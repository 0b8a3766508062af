//! Performance benchmarks for the directive scanner.
//!
//! Measures scanning throughput over synthetic annotated headers of
//! increasing class counts, and a full scan → emit run.

use criterion::{criterion_group, criterion_main, Criterion, Throughput};
use std::hint::black_box;

use pyglue::{Generator, ModuleBuilder, Scanner};

/// Build a synthetic annotated header with `classes` wrapped classes.
fn synthetic_header(classes: usize) -> String {
    let mut header = String::from("#define MAX_SIZE 1024\n#define NAMESPACE \"test:\"\n\n");
    for i in 0..classes {
        header.push_str(&format!(
            "// Class number {i}.\nCLASS(Class{i}, )\n  char *name;\n  uint64_t size;\n\n  Class{i} METHOD(Class{i}, Con, char *urn, int mode);\n\n  // Reads data.\n  int METHOD(Class{i}, read, OUT char *buffer, int length);\n  uint64_t METHOD(Class{i}, seek, uint64_t offset, int whence);\nEND_CLASS\n\n"
        ));
    }
    header
}

fn scanner_benchmarks(c: &mut Criterion) {
    let mut group = c.benchmark_group("scanner/class_counts");

    for classes in [1usize, 10, 50] {
        let header = synthetic_header(classes);
        group.throughput(Throughput::Bytes(header.len() as u64));
        group.bench_function(format!("classes_{classes}"), |b| {
            b.iter(|| {
                let mut scanner = Scanner::new(ModuleBuilder::new("benchmod"));
                scanner.scan(black_box(&header));
                black_box(scanner.into_builder())
            });
        });
    }

    group.finish();
}

fn emit_benchmarks(c: &mut Criterion) {
    let header = synthetic_header(25);
    c.bench_function("scan_and_emit/classes_25", |b| {
        b.iter(|| {
            let mut generator = Generator::new("benchmod");
            generator.parse_source("bench.h", black_box(&header));
            black_box(generator.generate().unwrap().len())
        });
    });
}

criterion_group!(benches, scanner_benchmarks, emit_benchmarks);
criterion_main!(benches);
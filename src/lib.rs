//! pyglue — a binding-glue generator for directive-annotated C headers.
//!
//! pyglue scans C headers decorated with lightweight directives (`CLASS()`,
//! `METHOD()`, attribute lines, `#define` constants, `BOUND` structs) and
//! emits one C source unit exposing the described native class hierarchy as
//! first-class objects in a CPython extension module.
//!
//! # Example
//!
//! ```
//! use pyglue::Generator;
//!
//! let mut generator = Generator::new("pyzip");
//! generator.parse_source(
//!     "zip.h",
//!     "CLASS(ZipFile, )\n  ZipFile METHOD(ZipFile, Con, char *filename);\nEND_CLASS\n",
//! );
//! let output = generator.generate().unwrap();
//! assert!(output.contains("initpyzip"));
//! ```

mod generator;

pub use generator::Generator;
pub use pyglue_core::{
    ClassEntry, ClassKind, ConstantEntry, ConstantKind, DispatchError, EmitError, GetattrEntry,
    Marshaler, MethodEntry, MethodKind, Module, ModuleBuilder, PyglueError, TypeRegistry,
};
pub use pyglue_parser::{ScanError, Scanner};
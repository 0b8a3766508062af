//! pyglue directive scanner.
//!
//! Line-oriented recognition of the annotation grammar (`CLASS()`,
//! `METHOD()`, attribute lines, `#define` constants, bound structs, and
//! documentation comments), feeding a `pyglue_core::ModuleBuilder`.

mod scanner;

pub use scanner::{ScanError, Scanner};
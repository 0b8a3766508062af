//! Module model: the mutable build phase and the frozen emission phase.
//!
//! One [`ModuleBuilder`] exists per generation run. The scanner mutates it
//! while directives stream in: classes are created (or cloned from their
//! base), methods and attributes accumulate, constants are discovered, and
//! every wrapped class name extends the type registry. When parsing is done
//! the builder freezes into an immutable [`Module`], and only the frozen
//! view can emit — there is no way to mutate the model during emission.
//!
//! Emission is two-pass (struct layouts and forward prototypes first, then
//! implementations) followed by the module initializer, which registers
//! types strictly in inheritance order so the runtime hierarchy is wired
//! bottom-up regardless of declaration order in the input.

use rustc_hash::{FxHashMap, FxHashSet};

use crate::entries::{ClassEntry, ClassKind, ConstantEntry, ConstantKind};
use crate::error::EmitError;
use crate::marshal::TypeRegistry;

/// Mutable module model, populated during parsing.
#[derive(Debug)]
pub struct ModuleBuilder {
    name: String,
    constants: Vec<ConstantEntry>,
    classes: Vec<ClassEntry>,
    index: FxHashMap<String, usize>,
    headers: String,
    registry: TypeRegistry,
    init_call: Option<String>,
}

impl ModuleBuilder {
    /// Create a builder for a named extension module.
    pub fn new(name: impl Into<String>) -> Self {
        Self {
            name: name.into(),
            constants: Vec::new(),
            classes: Vec::new(),
            index: FxHashMap::default(),
            headers: "#include <Python.h>\n".to_string(),
            registry: TypeRegistry::with_builtins(),
            init_call: None,
        }
    }

    /// Statement (without trailing `;`) run at the top of the generated
    /// initializer, typically the wrapped library's init function.
    pub fn set_init_call(&mut self, call: impl Into<String>) {
        self.init_call = Some(call.into());
    }

    /// Record an input header; the generated unit includes it.
    pub fn add_include(&mut self, path: &str) {
        self.headers.push_str(&format!("#include \"{path}\"\n"));
    }

    /// Record a discovered constant macro.
    pub fn add_constant(&mut self, name: &str, kind: ConstantKind) {
        self.constants.push(ConstantEntry::new(name, kind));
    }

    /// The type registry, for dispatching spellings during parsing.
    pub fn registry(&self) -> &TypeRegistry {
        &self.registry
    }

    /// Look up a class by name.
    pub fn class(&self, name: &str) -> Option<&ClassEntry> {
        self.index.get(name).map(|&i| &self.classes[i])
    }

    /// Insert a class, registering its name as a wrapper spelling.
    ///
    /// A later class with the same name replaces the earlier one.
    pub fn add_class(&mut self, class: ClassEntry) {
        match class.kind {
            ClassKind::Object => self.registry.register_class(&class.name),
            ClassKind::BoundStruct => self.registry.register_struct(&class.name),
        }
        if let Some(&i) = self.index.get(&class.name) {
            self.classes[i] = class;
        } else {
            self.index.insert(class.name.clone(), self.classes.len());
            self.classes.push(class);
        }
    }

    /// Append a method (or, when `constructor` is set, the constructor) to a
    /// class. Unknown class names are ignored.
    pub fn add_method(
        &mut self,
        class_name: &str,
        method_name: &str,
        args: &[(String, String)],
        return_type: &str,
        docstring: &str,
        constructor: bool,
    ) {
        let Some(&i) = self.index.get(class_name) else {
            return;
        };
        let registry = &self.registry;
        let class = &mut self.classes[i];
        if constructor {
            class.add_constructor(registry, method_name, args, docstring);
        } else {
            class.add_method(registry, method_name, args, return_type, docstring);
        }
    }

    /// Append an attribute declaration to a class.
    pub fn add_attribute(&mut self, class_name: &str, attr_name: &str, spelling: &str) {
        let Some(&i) = self.index.get(class_name) else {
            return;
        };
        let registry = &self.registry;
        self.classes[i].add_attribute(registry, attr_name, spelling);
    }

    /// Freeze the model for emission.
    pub fn freeze(self) -> Module {
        Module {
            name: self.name,
            constants: self.constants,
            classes: self.classes,
            index: self.index,
            headers: self.headers,
            init_call: self.init_call,
        }
    }
}

/// Immutable module view; the only type that can emit.
#[derive(Debug)]
pub struct Module {
    name: String,
    constants: Vec<ConstantEntry>,
    classes: Vec<ClassEntry>,
    index: FxHashMap<String, usize>,
    headers: String,
    init_call: Option<String>,
}

impl Module {
    /// The extension module name.
    pub fn name(&self) -> &str {
        &self.name
    }

    /// Look up a class by name.
    pub fn class(&self, name: &str) -> Option<&ClassEntry> {
        self.index.get(name).map(|&i| &self.classes[i])
    }

    fn active_classes(&self) -> impl Iterator<Item = &ClassEntry> {
        self.classes.iter().filter(|c| c.is_active())
    }

    /// Shared support code: the runtime type-lookup table sized to the class
    /// count, the wrapper factory consulting it, and the inheritance-aware
    /// type check.
    fn private_functions(&self) -> String {
        format!(
            r#"
/* The following is a static array mapping CLASS() pointers to their
python wrappers. This is used to allow the correct wrapper to be
chosen depending on the object type found - regardless of the
prototype.

This is basically a safer way for us to cast the correct python type
depending on context rather than assuming a type based on the .h
definition. For example consider the function

AFFObject Resolver.open(uri, mode)

The .h file implies that an AFFObject object is returned, but this is
not true as most of the time an object of a derived class will be
returned. In C we cast the returned value to the correct type. In the
python wrapper we just instantiate the correct python object wrapper
at runtime depending on the actual returned type. We use this lookup
table to do so.
*/
static int TOTAL_CLASSES=0;

static struct python_wrapper_map_t {{
       Object class_ref;
       PyTypeObject *python_type;
}} python_wrappers[{size}];

/** This is a generic wrapper type */
typedef struct {{
  PyObject_HEAD
  void *base;
}} Gen_wrapper;

/* Create the relevant wrapper from the item based on the lookup
table.
*/
Gen_wrapper *new_class_wrapper(Object item) {{
   int i;
   Gen_wrapper *result;

   for(i=0; i<TOTAL_CLASSES; i++) {{
     if(python_wrappers[i].class_ref == item->__class__) {{
       result = (Gen_wrapper *)_PyObject_New(python_wrappers[i].python_type);
       result->base = (void *)item;

       return result;
     }};
   }};

  PyErr_Format(PyExc_RuntimeError, "Unable to find a wrapper for object %s", NAMEOF(item));
  return NULL;
}};

static int type_check(PyObject *obj, PyTypeObject *type) {{
   PyTypeObject *tmp;

   // Recurse through the inheritance tree and check if the types are expected
   for(tmp = obj->ob_type; tmp != &PyBaseObject_Type; tmp = tmp->tp_base) {{
     if(tmp == type) return 1;
   }};

  return 0;
}};

"#,
            size = self.classes.len() + 1
        )
    }

    /// Write one class's registration into the initializer, ensuring its
    /// active base is registered and wired as the runtime parent first.
    fn initialise_class(&self, class_name: &str, out: &mut String, done: &mut FxHashSet<String>) {
        if done.contains(class_name) {
            return;
        }
        done.insert(class_name.to_string());

        let Some(class) = self.class(class_name) else {
            return;
        };
        if !class.is_active() {
            return;
        }

        if let Some(base) = class.base_name.as_deref().and_then(|b| self.class(b)) {
            if base.is_active() {
                // The base must be registered before us.
                self.initialise_class(&base.name, out, done);
                out.push_str(&format!(
                    " {}_Type.tp_base = &{}_Type;",
                    class.name, base.name
                ));
            }
        }

        out.push_str(&format!(
            r#"
 {name}_Type.tp_new = PyType_GenericNew;
 if (PyType_Ready(&{name}_Type) < 0)
     return;

 Py_INCREF((PyObject *)&{name}_Type);
 PyModule_AddObject(m, "{name}", (PyObject *)&{name}_Type);
"#,
            name = class.name
        ));
    }

    /// The initializer tail: the optional library init call, then every
    /// active class's slot in the runtime type table.
    fn initialization(&self) -> String {
        let mut result = String::from("\n");
        if let Some(call) = &self.init_call {
            result.push_str(&format!("{call};\n\n"));
        }
        for class in self.active_classes() {
            result.push_str(&class.initialise());
        }
        result
    }

    /// Emit the complete generated source unit.
    pub fn write(&self) -> Result<String, EmitError> {
        let mut out = String::new();
        out.push_str(&self.headers);
        out.push_str(&self.private_functions());

        for class in self.active_classes() {
            out.push_str(&class.struct_decl());
            out.push_str(&class.prototypes());
        }

        out.push_str(
            "/*****************************************************\n             Implementation\n******************************************************/\n\n",
        );
        for class in self.active_classes() {
            out.push_str(&class.method_def_table());
            out.push_str(&class.code()?);
            out.push_str(&class.type_object(&self.name));
        }

        out.push_str(&format!(
            r#"
static PyMethodDef {module}_methods[] = {{
     {{NULL}}  /* Sentinel */
}};

PyMODINIT_FUNC init{module}(void) {{
   /* create module */
   PyObject *m = Py_InitModule3("{module}", {module}_methods,
                                   "{module} module.");
   PyObject *d = PyModule_GetDict(m);
   PyObject *tmp;
"#,
            module = self.name
        ));

        // Order initializations according to the inheritance tree.
        let mut done = FxHashSet::default();
        let names: Vec<String> = self.classes.iter().map(|c| c.name.clone()).collect();
        for name in names {
            self.initialise_class(&name, &mut out, &mut done);
        }

        for constant in &self.constants {
            out.push_str(&constant.export());
        }

        out.push_str(&self.initialization());
        out.push_str("}\n\n");
        Ok(out)
    }
}

#[cfg(test)]
mod tests {
    use super::*;

    fn builder_with_class(builder: &mut ModuleBuilder, name: &str, base: Option<&str>) {
        let class = match base.and_then(|b| builder.class(b)) {
            Some(base_class) => base_class.clone_as(name),
            None => ClassEntry::new_object(name, base.map(str::to_string)),
        };
        builder.add_class(class);
        builder.add_method(name, "Con", &[], name, "", true);
    }

    #[test]
    fn base_classes_register_before_derived_ones() {
        let mut builder = ModuleBuilder::new("testmod");
        // Declare the derived class's base *after* looking at insertion
        // order: Derived first would break a naive in-order registration.
        builder_with_class(&mut builder, "Base", None);
        builder_with_class(&mut builder, "Derived", Some("Base"));

        let mut swapped = ModuleBuilder::new("testmod2");
        builder_with_class(&mut swapped, "Base2", None);
        let derived = swapped.class("Base2").unwrap().clone_as("Derived2");
        let base = swapped.class("Base2").unwrap().clone();
        let mut reordered = ModuleBuilder::new("testmod2");
        reordered.add_class(derived);
        reordered.add_class(base);

        let output = builder.freeze().write().unwrap();
        let base_at = output.find("PyType_Ready(&Base_Type)").unwrap();
        let derived_at = output.find("PyType_Ready(&Derived_Type)").unwrap();
        assert!(base_at < derived_at);
        assert!(output.contains("Derived_Type.tp_base = &Base_Type;"));

        let output = reordered.freeze().write().unwrap();
        let base_at = output.find("PyType_Ready(&Base2_Type)").unwrap();
        let derived_at = output.find("PyType_Ready(&Derived2_Type)").unwrap();
        assert!(base_at < derived_at);
    }

    #[test]
    fn missing_constructor_aborts_emission() {
        let mut builder = ModuleBuilder::new("testmod");
        builder.add_class(ClassEntry::new_object("NoCon", None));
        let err = builder.freeze().write().unwrap_err();
        assert_eq!(
            err,
            EmitError::MissingConstructor {
                class: "NoCon".to_string()
            }
        );
    }

    #[test]
    fn inactive_classes_are_not_emitted_or_registered() {
        let mut builder = ModuleBuilder::new("testmod");
        builder_with_class(&mut builder, "Public", None);
        let mut hidden = ClassEntry::new_object("Hidden", None);
        hidden.modifier = "ABSTRACT".to_string();
        builder.add_class(hidden);

        let output = builder.freeze().write().unwrap();
        assert!(!output.contains("pyHidden"));
        assert!(!output.contains("Hidden_Type"));
        assert!(output.contains("pyPublic"));
    }

    #[test]
    fn type_table_is_sized_to_the_class_count() {
        let mut builder = ModuleBuilder::new("testmod");
        builder_with_class(&mut builder, "One", None);
        builder_with_class(&mut builder, "Two", None);
        let output = builder.freeze().write().unwrap();
        assert!(output.contains("python_wrappers[3];"));
    }

    #[test]
    fn constants_export_in_discovery_order() {
        let mut builder = ModuleBuilder::new("testmod");
        builder.add_constant("SECOND_DEFINED", ConstantKind::Numeric);
        builder.add_constant("FIRST_NS", ConstantKind::Str);
        let output = builder.freeze().write().unwrap();
        let numeric_at = output.find("PyLong_FromUnsignedLongLong(SECOND_DEFINED)").unwrap();
        let string_at = output.find("PyString_FromString(FIRST_NS)").unwrap();
        assert!(numeric_at < string_at);
    }

    #[test]
    fn init_call_runs_before_type_table_population() {
        let mut builder = ModuleBuilder::new("testmod");
        builder.set_init_call("AFF4_Init()");
        builder_with_class(&mut builder, "Foo", None);
        let output = builder.freeze().write().unwrap();
        let init_at = output.find("AFF4_Init();").unwrap();
        let table_at = output.rfind("python_wrappers[TOTAL_CLASSES]").unwrap();
        assert!(init_at < table_at);
    }

    #[test]
    fn headers_accumulate_after_the_python_include() {
        let mut builder = ModuleBuilder::new("testmod");
        builder.add_include("zip.h");
        builder_with_class(&mut builder, "Foo", None);
        let output = builder.freeze().write().unwrap();
        assert!(output.starts_with("#include <Python.h>\n#include \"zip.h\"\n"));
    }
}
------------------------------------------------
(Work to be completed) Count the lines of the entries above in which the string "FxHashMap" appears. Supply the number only.

(Problem solution) 4